Knowing Your Limits, Testing Your Boundaries

There’s a fine line between pushing yourself through to a breakthrough and pushing yourself to a breakdown. Running has been teaching me just how fine of a line that is. Since I started running almost 2 years ago, I’ve gone further and faster than I could have though possible. I’ve also had more sprains and pains than I’ve ever had to deal with. I’ve had to learn to pay closer attention to my body, how it feels when things are good, bad, and ugly. Thankfully, there haven’t been too many ugly moments, but there have been several times when I’ve had to pause and really evaluate the aches and pains I’m feeling from time to time. When I’m good about it, I can nip things in the bud pretty early…be it from stretching a little more, decreasing the mileage or speed, or just taking a rest week.

But other times?


I know we all do it. We think, ‘surely, just one more mile…I’m sure the pain will go away.’ Or perhaps that nagging pain and slight limp you develop after a long run will be eased with a little bit of soaking, some time on the foam roller, and a good night’s right. But sometimes, you’re dead wrong. I say all this to say…if you’re running, whether that’s been for 10 weeks or 10 years, and you notice something feels a little off physically, stop and pay attention. Go to a sports clinic, do some research, go see your physician. But don’t ignore the pain thinking that it will go away…because it won’t. It’ll only get pissed off that you decided to ignore it and it will come back even stronger. And that’s when the suffering REALLY begins.

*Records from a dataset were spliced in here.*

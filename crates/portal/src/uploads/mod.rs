//! Image host client.
//!
//! Policy cover images, profile photos, and claim documents are held by an
//! external image host; the portal uploads on the user's behalf and stores
//! only the resulting URL in the backend.

use std::sync::Arc;

use secrecy::{ExposeSecret, SecretString};
use serde::Deserialize;
use thiserror::Error;
use tracing::instrument;

use crate::config::ImageHostConfig;

/// Largest upload the portal will forward, in bytes.
pub const MAX_UPLOAD_BYTES: usize = 5 * 1024 * 1024;

/// Errors that can occur when uploading an image.
#[derive(Debug, Error)]
pub enum UploadError {
    /// HTTP request failed.
    #[error("HTTP error: {0}")]
    Http(#[from] reqwest::Error),

    /// JSON parsing failed.
    #[error("JSON parse error: {0}")]
    Parse(#[from] serde_json::Error),

    /// The upload was empty or too large.
    #[error("invalid upload: {0}")]
    InvalidUpload(String),

    /// Image host rejected the upload.
    #[error("image host rejected upload ({status}): {message}")]
    Rejected { status: u16, message: String },
}

#[derive(Debug, Deserialize)]
struct UploadResponse {
    success: bool,
    #[serde(default)]
    data: Option<UploadData>,
}

#[derive(Debug, Deserialize)]
struct UploadData {
    url: String,
}

/// Client for the image host upload endpoint.
#[derive(Clone)]
pub struct ImageHostClient {
    inner: Arc<ImageHostClientInner>,
}

struct ImageHostClientInner {
    client: reqwest::Client,
    upload_url: String,
    api_key: SecretString,
}

impl ImageHostClient {
    /// Create a new image host client.
    #[must_use]
    pub fn new(config: &ImageHostConfig) -> Self {
        Self {
            inner: Arc::new(ImageHostClientInner {
                client: reqwest::Client::new(),
                upload_url: config.upload_url.clone(),
                api_key: config.api_key.clone(),
            }),
        }
    }

    /// Upload image bytes and return the hosted URL.
    ///
    /// # Errors
    ///
    /// Returns `UploadError::InvalidUpload` for empty or oversized files,
    /// `UploadError::Rejected` if the host declines, or a transport error.
    #[instrument(skip(self, bytes), fields(filename = %filename, size = bytes.len()))]
    pub async fn upload_image(
        &self,
        bytes: Vec<u8>,
        filename: &str,
    ) -> Result<String, UploadError> {
        validate_upload(&bytes)?;

        let part = reqwest::multipart::Part::bytes(bytes).file_name(filename.to_string());
        let form = reqwest::multipart::Form::new().part("image", part);

        let response = self
            .inner
            .client
            .post(&self.inner.upload_url)
            .query(&[("key", self.inner.api_key.expose_secret())])
            .multipart(form)
            .send()
            .await?;

        let status = response.status();
        let text = response.text().await?;

        if !status.is_success() {
            return Err(UploadError::Rejected {
                status: status.as_u16(),
                message: text.chars().take(200).collect(),
            });
        }

        let parsed: UploadResponse = serde_json::from_str(&text)?;
        match parsed.data {
            Some(data) if parsed.success => Ok(data.url),
            _ => Err(UploadError::Rejected {
                status: status.as_u16(),
                message: "host reported failure without an error status".to_string(),
            }),
        }
    }
}

fn validate_upload(bytes: &[u8]) -> Result<(), UploadError> {
    if bytes.is_empty() {
        return Err(UploadError::InvalidUpload("empty file".to_string()));
    }
    if bytes.len() > MAX_UPLOAD_BYTES {
        return Err(UploadError::InvalidUpload(format!(
            "file exceeds {MAX_UPLOAD_BYTES} bytes"
        )));
    }
    Ok(())
}

#[cfg(test)]
#[allow(clippy::unwrap_used)]
mod tests {
    use super::*;

    #[test]
    fn test_validate_upload_rejects_empty() {
        assert!(matches!(
            validate_upload(&[]),
            Err(UploadError::InvalidUpload(_))
        ));
    }

    #[test]
    fn test_validate_upload_rejects_oversized() {
        let bytes = vec![0u8; MAX_UPLOAD_BYTES + 1];
        assert!(matches!(
            validate_upload(&bytes),
            Err(UploadError::InvalidUpload(_))
        ));
    }

    #[test]
    fn test_validate_upload_accepts_normal_file() {
        assert!(validate_upload(&[0u8; 1024]).is_ok());
    }

    #[test]
    fn test_upload_response_parses_host_json() {
        let parsed: UploadResponse = serde_json::from_str(
            r#"{"success": true, "data": {"url": "https://i.ibb.co/abc/photo.png"}}"#,
        )
        .unwrap();
        assert!(parsed.success);
        assert_eq!(parsed.data.unwrap().url, "https://i.ibb.co/abc/photo.png");
    }
}
#[tokio::test]
async fn test_sign_out_ends_the_session() {
    let portal = TestPortal::spawn().await;

    let maria = portal.session();
    maria.sign_up("Maria Gomez", "maria@example.com").await;

    let resp = maria.get("/auth/me").await;
    let me: Value = resp.json().await.expect("Failed to parse me");
    assert_eq!(me["user"]["email"], "maria@example.com");
    assert_eq!(me["role"], "customer");

    maria.sign_out().await;
    assert_eq!(portal.identity.sign_out_count(), 1);

    let resp = maria.get("/auth/me").await;
    let me: Value = resp.json().await.expect("Failed to parse me");
    assert!(me["user"].is_null());
    assert!(me["role"].is_null());

    let resp = maria.get("/api/applications/mine").await;
    assert_eq!(resp.status(), StatusCode::UNAUTHORIZED);
}

#[tokio::test]
async fn test_google_sign_in_provisions_a_session() {
    let portal = TestPortal::spawn().await;

    let leo = portal.session();
    let resp = leo
        .post(
            "/auth/google",
            json!({ "idToken": "google:leo@example.com:Leo Martin" }),
        )
        .await;
    assert_eq!(resp.status(), StatusCode::OK);

    let me: Value = resp.json().await.expect("Failed to parse sign-in response");
    assert_eq!(me["user"]["email"], "leo@example.com");
    assert_eq!(me["user"]["name"], "Leo Martin");
    assert_eq!(me["role"], "customer");
    assert!(portal.identity.has_account("leo@example.com"));

    // The session is as good as a password one
    let resp = leo.get("/api/applications/mine").await;
    assert_eq!(resp.status(), StatusCode::OK);
}

#[tokio::test]
async fn test_google_sign_in_rejects_a_bad_token() {
    let portal = TestPortal::spawn().await;

    let visitor = portal.session();
    let resp = visitor
        .post("/auth/google", json!({ "idToken": "bogus" }))
        .await;
    assert_eq!(resp.status(), StatusCode::UNAUTHORIZED);

    let body: Value = resp.json().await.expect("Failed to parse error");
    assert_eq!(body["error"], "Session expired, please sign in again");
}
//! Rate limiting middleware using governor and `tower_governor`.
//!
//! Two tiers:
//! - `auth_rate_limiter`: strict limits for sign-in/sign-up (~10/min)
//! - `api_rate_limiter`: relaxed limits for everything else (~100/min)

use std::net::IpAddr;
use std::sync::Arc;

use axum::http::Request;
use governor::clock::QuantaInstant;
use governor::middleware::NoOpMiddleware;
use tower_governor::{GovernorError, GovernorLayer, governor::GovernorConfigBuilder};

/// Key extractor that walks the proxy header chain for the client IP.
///
/// The portal always runs behind a reverse proxy, so the socket peer
/// address is the proxy, not the client.
#[derive(Clone, Copy)]
pub struct ProxyIpKeyExtractor;

impl tower_governor::key_extractor::KeyExtractor for ProxyIpKeyExtractor {
    type Key = IpAddr;

    fn extract<T>(&self, req: &Request<T>) -> Result<Self::Key, GovernorError> {
        let headers = req.headers();

        // X-Forwarded-For carries the whole chain; the first entry is the client
        if let Some(ip) = headers
            .get("x-forwarded-for")
            .and_then(|v| v.to_str().ok())
            .and_then(|s| s.split(',').next())
            .and_then(|s| s.trim().parse::<IpAddr>().ok())
        {
            return Ok(ip);
        }

        if let Some(ip) = headers
            .get("x-real-ip")
            .and_then(|v| v.to_str().ok())
            .and_then(|s| s.trim().parse::<IpAddr>().ok())
        {
            return Ok(ip);
        }

        if let Some(ip) = headers
            .get("fly-client-ip")
            .and_then(|v| v.to_str().ok())
            .and_then(|s| s.trim().parse::<IpAddr>().ok())
        {
            return Ok(ip);
        }

        Err(GovernorError::UnableToExtractKey)
    }
}

/// Rate limiter layer type for Axum.
pub type RateLimiterLayer =
    GovernorLayer<ProxyIpKeyExtractor, NoOpMiddleware<QuantaInstant>, axum::body::Body>;

/// Create rate limiter for auth endpoints: ~10 requests per minute per IP.
///
/// Configuration: 1 request every 6 seconds (replenish), burst of 5.
/// This slows credential stuffing against sign-in and sign-up.
///
/// # Panics
///
/// This function will not panic. The configuration uses only valid positive
/// integers (`per_second(6)` and `burst_size(5)`), which are always accepted
/// by `GovernorConfigBuilder`.
#[must_use]
pub fn auth_rate_limiter() -> RateLimiterLayer {
    let config = GovernorConfigBuilder::default()
        .key_extractor(ProxyIpKeyExtractor)
        .per_second(6) // Replenish 1 token every 6 seconds (~10/minute)
        .burst_size(5) // Allow burst of 5 requests
        .finish()
        .expect("rate limiter config with per_second(6) and burst_size(5) is valid");
    GovernorLayer::new(Arc::new(config))
}

/// Create rate limiter for general API: ~100 requests per minute per IP.
///
/// Configuration: 1 request per second (replenish), burst of 50.
///
/// # Panics
///
/// This function will not panic. The configuration uses only valid positive
/// integers (`per_second(1)` and `burst_size(50)`), which are always accepted
/// by `GovernorConfigBuilder`.
#[must_use]
pub fn api_rate_limiter() -> RateLimiterLayer {
    let config = GovernorConfigBuilder::default()
        .key_extractor(ProxyIpKeyExtractor)
        .per_second(1) // Replenish quickly
        .burst_size(50) // Allow burst of 50 requests
        .finish()
        .expect("rate limiter config with per_second(1) and burst_size(50) is valid");
    GovernorLayer::new(Arc::new(config))
}
//! Purchase pipeline route handlers: quote, apply, pay.
//!
//! Thin wrappers over [`PipelineService`]; every step requires a signed-in
//! user because quotes are held in the session and payments settle against
//! the session identity.

use axum::{
    Json,
    extract::{Path, State},
};
use serde::Deserialize;
use tower_sessions::Session;

use aegis_core::{ApplicationId, PaymentFrequency, PaymentRef, PolicyId};

use crate::api::{Application, Transaction};
use crate::error::Result;
use crate::middleware::RequireUser;
use crate::services::pipeline::{ApplicationForm, PaymentStart, PipelineService};
use crate::services::quote::{Quote, QuoteInput};
use crate::state::AppState;

// =============================================================================
// Request Types
// =============================================================================

/// Payment initiation request.
#[derive(Debug, Deserialize)]
#[serde(rename_all = "camelCase")]
pub struct PaymentRequest {
    #[serde(default)]
    pub frequency: PaymentFrequency,
}

/// Confirmation that the processor accepted a charge.
#[derive(Debug, Deserialize)]
#[serde(rename_all = "camelCase")]
pub struct PaymentSuccessForm {
    pub payment_ref: PaymentRef,
    #[serde(default)]
    pub frequency: PaymentFrequency,
}

// =============================================================================
// Handlers
// =============================================================================

/// Price a policy for the signed-in user.
///
/// POST /api/policies/{id}/quote
///
/// The accepted quote is parked in the session so a following
/// application submission can pick it up.
///
/// # Errors
///
/// Returns 404 for an unknown policy and 400 when the applicant falls
/// outside the policy's age band.
pub async fn quote(
    RequireUser(_user): RequireUser,
    State(state): State<AppState>,
    session: Session,
    Path(policy_id): Path<PolicyId>,
    Json(input): Json<QuoteInput>,
) -> Result<Json<Quote>> {
    let quote = PipelineService::new(state.backend())
        .quote(&session, &policy_id, input)
        .await?;

    Ok(Json(quote))
}

/// Submit an application for a policy.
///
/// POST /api/policies/{id}/apply
///
/// Applicant identity comes from the session, never the body. When the
/// session holds a quote for this policy the submission is priced from
/// it; otherwise it goes in unquoted and gets priced before payment.
///
/// # Errors
///
/// Returns 404 for an unknown policy and 400 for incomplete forms.
pub async fn apply(
    RequireUser(user): RequireUser,
    State(state): State<AppState>,
    session: Session,
    Path(policy_id): Path<PolicyId>,
    Json(form): Json<ApplicationForm>,
) -> Result<Json<Application>> {
    let application = PipelineService::new(state.backend())
        .submit(&session, &user, &policy_id, form)
        .await?;

    Ok(Json(application))
}

/// Start a payment for an approved application.
///
/// POST /api/applications/{id}/pay
///
/// # Errors
///
/// Returns 403 for someone else's application, 409 when the application
/// is not approved or was never priced, and 402 when the processor
/// refuses the intent.
pub async fn pay(
    RequireUser(user): RequireUser,
    State(state): State<AppState>,
    Path(application_id): Path<ApplicationId>,
    Json(request): Json<PaymentRequest>,
) -> Result<Json<PaymentStart>> {
    let start = PipelineService::new(state.backend())
        .payment_intent(&user, &application_id, request.frequency)
        .await?;

    Ok(Json(start))
}

/// Record a completed charge against an application.
///
/// POST /api/applications/{id}/payment-success
///
/// # Errors
///
/// Returns 500 with the processor reference when the charge succeeded
/// but the backend could not record it; support settles those by hand.
pub async fn payment_success(
    RequireUser(user): RequireUser,
    State(state): State<AppState>,
    Path(application_id): Path<ApplicationId>,
    Json(form): Json<PaymentSuccessForm>,
) -> Result<Json<Transaction>> {
    let transaction = PipelineService::new(state.backend())
        .record_success(&user, &application_id, form.payment_ref, form.frequency)
        .await?;

    Ok(Json(transaction))
}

Case in point, about 3-4 weeks ago I had an awesome speed workout. I really pushed myself and felt pretty good afterwards. After the workout, however, I proceeded to do a few more miles followed up with hill drills and a jog back to the car. *sigh* I get overzealous about running, I know..I know. Later that evening/the next day I felt a slight nagging and had a slight limp. I knew I did too much, so I just rested a little bit. Not a big deal, right? Well, the pain hasn’t really gone away, it’s just gotten more annoying. I’m planning to go to a sports clinic at my local running store this week to get a prelim consultation by a sports doctor. I’ve been looking into what might be going on, and my guess is that I’ve done something to my hip flexor.

For those that don’t know, the hip flexor is a combination of various muscles and tendons that work together to basically help you do anything that involves lifting your leg. So naturally, it’s super crucial for running. Problem is, if you’re not spending time strengthening it (like myself, who hardly weight trains anymore) or if you have random unexpected increases in distance or speed workouts (et again…), then you can strain your hip flexor. And this is no bueno. Because it means no real running until you can heal.

A runner's nightmare, right? Right...*rolls eyes*


Well since I was planning on continuing to go easy on myself this week anyway, the fact that my leg is in some pain is all the more reason to go slow. I’m going to get into some yoga this week, spend some quality time with my foam roller, and try to get some strength training back on the schedule. Being a runner isn’t one dimensional, and there’s a reason for that. Here’s to healthy injury free running for everyone! 😀


2 thoughts on “Knowing Your Limits, Testing Your Boundaries

  1. Feel better! I’m going through similar hip/leg/it’s-all-related-right? things right now. I took two weeks off from running, and had a treatment of prednisone…and now it’s back even worse. Ack!